As I sit here awaiting the moving guys…as I understand, after another half-sleepless night, that the hill has been halfway climbed…as I realize that this next stage of my life is just hours away…I look at the empty bookcases in the boxed-up living room and know that I am looking at a secret that has been concealed; one that waits again to be told.
Our bookshelves are the confessions of who we are. They tell our secrets. They nod to the stages, the loves, the obsessions of our lives.
I’ll bet that it’s the same for you: The books are the tours of us. There, the obsession with classical music. There, books on film. There, British mysteries. There, the tragedy that was the South Africa of apartheid. There, the truths of America. Novels. Science Fiction. Sherlock Holmes. Physics. African-American Fiction. Nabokov. Native American spirituality.
The snapshots of me.
When I moved away from NYC after so many years, I gave a lot of books away—a very difficult thing to do, at the time. A strange truth-telling, that. An unsettling admission. I had thought that as travelled from past to future, we traveled intact. I found that I was surrendering bits of my life that were no longer relevant to me. For a while, I felt as if this surrendering was a betrayal. Not so.

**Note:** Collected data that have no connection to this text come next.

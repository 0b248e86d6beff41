use super::parse_values;
use anyhow::{Context, Result, ensure};
use std::{fmt::Debug, str::FromStr};

/// A rectangular area given by its four edges.
///
/// The unit follows the coordinate kind: degrees for geographic boxes, meters
/// for projected ones. Edges are independent scalars. Nothing checks that
/// `north > south` or `east > west`, and every conversion in this crate works
/// corner by corner.
///
/// The array and string forms use the `[west, south, east, north]` order.
///
/// # Examples
/// ```
/// use datumshift_core::BoundingBox;
///
/// let bbox: BoundingBox = "113.7,22.4,114.6,22.9".parse().unwrap();
/// assert_eq!(bbox.north, 22.9);
/// assert_eq!(bbox.as_array(), [113.7, 22.4, 114.6, 22.9]);
/// ```
#[derive(Clone, Copy, PartialEq, Default)]
pub struct BoundingBox {
	pub north: f64,
	pub east: f64,
	pub south: f64,
	pub west: f64,
}

impl BoundingBox {
	/// Creates a box from its edges in `north, east, south, west` order.
	pub fn new(north: f64, east: f64, south: f64, west: f64) -> BoundingBox {
		BoundingBox {
			north,
			east,
			south,
			west,
		}
	}

	/// Reassembles a box from its south-west `(west, south)` and north-east
	/// `(east, north)` corners.
	pub fn from_corners(south_west: (f64, f64), north_east: (f64, f64)) -> BoundingBox {
		BoundingBox {
			north: north_east.1,
			east: north_east.0,
			south: south_west.1,
			west: south_west.0,
		}
	}

	/// The `(west, south)` corner.
	#[must_use]
	pub fn south_west(&self) -> (f64, f64) {
		(self.west, self.south)
	}

	/// The `(east, north)` corner.
	#[must_use]
	pub fn north_east(&self) -> (f64, f64) {
		(self.east, self.north)
	}

	/// Returns `[west, south, east, north]`.
	#[must_use]
	pub fn as_array(&self) -> [f64; 4] {
		[self.west, self.south, self.east, self.north]
	}

	/// Applies `f` to both corners and reassembles the result.
	#[must_use]
	pub fn map_corners<F>(&self, f: F) -> BoundingBox
	where
		F: Fn(f64, f64) -> (f64, f64),
	{
		let (west, south) = self.south_west();
		let (east, north) = self.north_east();
		BoundingBox::from_corners(f(west, south), f(east, north))
	}
}

impl Debug for BoundingBox {
	fn fmt(&self, f: &mut std::fmt::Formatter<'_>) -> std::fmt::Result {
		write!(
			f,
			"BoundingBox(n: {}, e: {}, s: {}, w: {})",
			self.north, self.east, self.south, self.west
		)
	}
}

impl From<[f64; 4]> for BoundingBox {
	/// Builds a box from `[west, south, east, north]`.
	fn from(input: [f64; 4]) -> Self {
		let [west, south, east, north] = input;
		BoundingBox {
			north,
			east,
			south,
			west,
		}
	}
}

impl TryFrom<Vec<f64>> for BoundingBox {
	type Error = anyhow::Error;

	/// Builds a box from a `Vec<f64>` holding exactly `[west, south, east, north]`.
	fn try_from(input: Vec<f64>) -> Result<Self> {
		ensure!(
			input.len() == 4,
			"BoundingBox must have 4 elements (west, south, east, north), found {}",
			input.len()
		);
		Ok(BoundingBox::from([input[0], input[1], input[2], input[3]]))
	}
}

impl FromStr for BoundingBox {
	type Err = anyhow::Error;

	/// Parses `"west,south,east,north"`.
	fn from_str(s: &str) -> Result<Self> {
		let values = parse_values::<4>(s).with_context(|| format!("Failed to parse bbox '{s}' as west,south,east,north"))?;
		Ok(BoundingBox::from(values))
	}
}

#[cfg(test)]
mod tests {
	use super::*;

	#[test]
	fn corners() {
		let bbox = BoundingBox::new(4.0, 3.0, 2.0, 1.0);
		assert_eq!(bbox.south_west(), (1.0, 2.0));
		assert_eq!(bbox.north_east(), (3.0, 4.0));
		assert_eq!(BoundingBox::from_corners((1.0, 2.0), (3.0, 4.0)), bbox);
	}

	#[test]
	fn array_order() {
		let bbox = BoundingBox::from([1.0, 2.0, 3.0, 4.0]);
		assert_eq!(bbox, BoundingBox::new(4.0, 3.0, 2.0, 1.0));
		assert_eq!(bbox.as_array(), [1.0, 2.0, 3.0, 4.0]);
	}

	#[test]
	fn inverted_edges_are_kept() {
		let bbox: BoundingBox = "10,5,-10,-5".parse().unwrap();
		assert_eq!(bbox.west, 10.0);
		assert_eq!(bbox.east, -10.0);
		assert_eq!(bbox.south, 5.0);
		assert_eq!(bbox.north, -5.0);
	}

	#[test]
	fn try_from_vec() -> Result<()> {
		let bbox = BoundingBox::try_from(vec![-10.0, -5.0, 10.0, 5.0])?;
		assert_eq!(bbox.as_array(), [-10.0, -5.0, 10.0, 5.0]);

		let error = BoundingBox::try_from(vec![-10.0, -5.0, 10.0]).unwrap_err();
		assert_eq!(
			error.to_string(),
			"BoundingBox must have 4 elements (west, south, east, north), found 3"
		);
		Ok(())
	}

	#[test]
	fn map_corners_touches_each_corner_once() {
		let bbox = BoundingBox::from([1.0, 2.0, 3.0, 4.0]);
		let mapped = bbox.map_corners(|x, y| (x * 10.0, y + 1.0));
		assert_eq!(mapped.as_array(), [10.0, 3.0, 30.0, 5.0]);
	}

	#[test]
	fn parse_error() {
		let error = "1,2,3".parse::<BoundingBox>().unwrap_err();
		assert_eq!(error.to_string(), "Failed to parse bbox '1,2,3' as west,south,east,north");
	}

	#[test]
	fn debug_format() {
		let bbox = BoundingBox::from([-10.0, -5.0, 10.0, 5.0]);
		assert_eq!(format!("{bbox:?}"), "BoundingBox(n: 5, e: 10, s: -5, w: -10)");
	}
}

We change. We carry the molecules of those past selves with us always, even when the passion of the pursuit is gone.
Like a psychological Peeping Tom, I have always had a fascination with the bookshelves of others. Invite me over, and I’ll probably find a way to do that sort of emotional anthropology in front of your bookcase. They offer the snapshots of individual humanity that we get as we walk down a city street on a Sunday evening. Evidences of life in the lights, the movement, the glimpses of furniture. The canvas of existence in constant motion.
Our books are the ideas of others, writ in broad strokes, spoken quietly into our minds and thoughts and hearts. Who we are as we read each one is not the person we will be tomorrow. But it is an ingredient in the soup of ourselves—once there, it cannot be taken out.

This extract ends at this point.